» WHAT THIS TASK INVOLVES
Which lines run from the start of the data below to the line containing "every syntax problem"? Set them down exactly, with none added.

[Stored data]
»»

//! The GEDCOM line lexer.
//!
//! Each non-blank source line is broken into `level [key] tag [value]`
//! fields. Errors are reported into the caller's [`ErrorLog`] and the lexer
//! continues with the next line, so one pass collects every syntax problem
//! in a file.

use crate::errlog::{Diagnostic, DiagnosticKind, ErrorLog};

/// Maximum accepted length of a GEDCOM line in bytes.
pub const MAX_LINE_LEN: usize = 4096;

/// One lexed GEDCOM line.
#[derive(Debug, Clone, PartialEq, Eq)]
pub struct FlatLine {
    /// 1-based line number in the source.
    pub line_no: usize,
    /// The level number at the start of the line.
    pub level: u32,
    /// The optional `@...@` cross-reference key, `@` signs included.
    pub key: Option<String>,
    /// The tag.
    pub tag: String,
    /// Everything after the single separator space following the tag,
    /// verbatim.
    pub value: Option<String>,
}

/// Breaks one line into fields. The caller strips trailing whitespace and
/// skips blank lines; an empty line reaching this function is an error.
///
/// # Errors
///
/// Returns a message describing the first problem found in the line.
pub fn extract_fields(line: &str) -> Result<(u32, Option<String>, String, Option<String>), String> {
    if line.is_empty() {
        return Err("Empty line.".to_string());
    }
    if line.len() > MAX_LINE_LEN {
        return Err("Gedcom line is too long.".to_string());
    }

    let mut rest = line.trim_start_matches(is_linear_whitespace);

    // Level.
    let digits = rest
        .find(|c: char| !c.is_ascii_digit())
        .unwrap_or(rest.len());
    if digits == 0 {
        return Err("Line does not begin with a level.".to_string());
    }
    let mut level: u32 = 0;
    for b in rest.as_bytes().iter().take(digits) {
        level = level.saturating_mul(10).saturating_add(u32::from(b - b'0'));
    }
    rest = rest[digits..].trim_start_matches(is_linear_whitespace);
    if rest.is_empty() {
        return Err("Gedcom line is incomplete.".to_string());
    }

    // Optional key.
    let mut key = None;
    if let Some(after_at) = rest.strip_prefix('@') {
        if after_at.starts_with('@') {
            return Err("Illegal key (@@).".to_string());
        }
        let Some(close) = after_at.find('@') else {
            return Err("Gedcom line is incomplete.".to_string());
        };
        key = Some(format!("@{}@", &after_at[..close]));
        rest = &after_at[close + 1..];
        if !rest.starts_with(' ') {
            return Err("There must be a space between the key and the tag.".to_string());
        }
        rest = rest.trim_start_matches(is_linear_whitespace);
    }

    // Tag.
    if rest.is_empty() {
        return Err("The line is incomplete.".to_string());
    }
    let tag_end = rest
        .find(is_linear_whitespace)
        .unwrap_or(rest.len());
    let tag = rest[..tag_end].to_string();
    rest = &rest[tag_end..];

    // Value: everything after a single separator space, verbatim.
    let value = if rest.is_empty() {
        None
    } else {
        let mut chars = rest.chars();
        chars.next();
        let v = chars.as_str();
        if v.is_empty() {
            None
        } else {
            Some(v.to_string())
        }
    };

    Ok((level, key, tag, value))
}

/// Lexes a whole GEDCOM source into flat lines.
///
/// Trailing whitespace is stripped, blank lines are skipped, and errors are
/// added to `log` while lexing continues with the next line.
#[must_use]
pub fn lex_string(source: &str, file: &str, log: &mut ErrorLog) -> Vec<FlatLine> {
    let mut lines = Vec::new();
    for (index, raw) in source.lines().enumerate() {
        let line_no = index + 1;
        let stripped = raw.trim_end();
        if stripped.trim_start().is_empty() {
            continue;
        }
        match extract_fields(stripped) {
            Ok((level, key, tag, value)) => lines.push(FlatLine {
                line_no,
                level,
                key,
                tag,
                value,
            }),
            Err(message) => {
                log.add(Diagnostic::new(DiagnosticKind::Syntax, file, line_no, message));
            }
        }
    }
    lines
}

fn is_linear_whitespace(c: char) -> bool {
    c.is_whitespace() && c != '\n'
}

#[cfg(test)]
mod tests {
    use super::*;

    #[test]
    fn test_plain_line() {
        let (level, key, tag, value) = extract_fields("1 NAME John /Smith/").unwrap();
        assert_eq!(level, 1);
        assert_eq!(key, None);
        assert_eq!(tag, "NAME");
        assert_eq!(value.as_deref(), Some("John /Smith/"));
    }

    #[test]
    fn test_line_with_key() {
        let (level, key, tag, value) = extract_fields("0 @I1@ INDI").unwrap();
        assert_eq!(level, 0);
        assert_eq!(key.as_deref(), Some("@I1@"));
        assert_eq!(tag, "INDI");
        assert_eq!(value, None);
    }

    #[test]
    fn test_multi_digit_level() {
        let (level, _, tag, _) = extract_fields("12 NOTE deep").unwrap();
        assert_eq!(level, 12);
        assert_eq!(tag, "NOTE");
    }

    #[test]
    fn test_value_keeps_internal_whitespace() {
        let (_, _, _, value) = extract_fields("1 NOTE two  spaces  kept").unwrap();
        assert_eq!(value.as_deref(), Some("two  spaces  kept"));
    }

    #[test]
    fn test_missing_level_is_error() {
        assert!(extract_fields("NAME no level").is_err());
    }

    #[test]
    fn test_level_only_is_error() {
        assert!(extract_fields("1").is_err());
        assert!(extract_fields("1   ").is_err());
    }

    #[test]
    fn test_empty_key_is_error() {
        assert!(extract_fields("0 @@ INDI").is_err());
    }

    #[test]
    fn test_unterminated_key_is_error() {
        assert!(extract_fields("0 @I1 INDI").is_err());
    }

    #[test]
    fn test_key_without_space_is_error() {
        assert!(extract_fields("0 @I1@INDI").is_err());
    }

    #[test]
    fn test_line_at_maximum_length_is_accepted() {
        let prefix = "1 NOTE ";
        let value = "x".repeat(MAX_LINE_LEN - prefix.len());
        let line = format!("{prefix}{value}");
        assert_eq!(line.len(), MAX_LINE_LEN);
        assert!(extract_fields(&line).is_ok());

        let too_long = format!("{line}x");
        assert!(extract_fields(&too_long).is_err());
    }

    #[test]
    fn test_lex_string_skips_blank_lines_and_collects_errors() {
        let source = "0 HEAD\n\n   \n1 GEDC\nbogus line\n0 TRLR\n";
        let mut log = ErrorLog::new();
        let lines = lex_string(source, "sample.ged", &mut log);

        let tags: Vec<&str> = lines.iter().map(|l| l.tag.as_str()).collect();
        assert_eq!(tags, ["HEAD", "GEDC", "TRLR"]);
        assert_eq!(log.len(), 1);
        assert_eq!(log.iter().next().unwrap().line, 5);
    }

    #[test]
    fn test_line_numbers_are_one_based() {
        let mut log = ErrorLog::new();
        let lines = lex_string("0 HEAD\n1 GEDC", "sample.ged", &mut log);
        assert_eq!(lines[0].line_no, 1);
        assert_eq!(lines[1].line_no, 2);
    }
}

««

» EXERCISE RESULT
//! The GEDCOM line lexer.
//!
//! Each non-blank source line is broken into `level [key] tag [value]`
//! fields. Errors are reported into the caller's [`ErrorLog`] and the lexer
//! continues with the next line, so one pass collects every syntax problem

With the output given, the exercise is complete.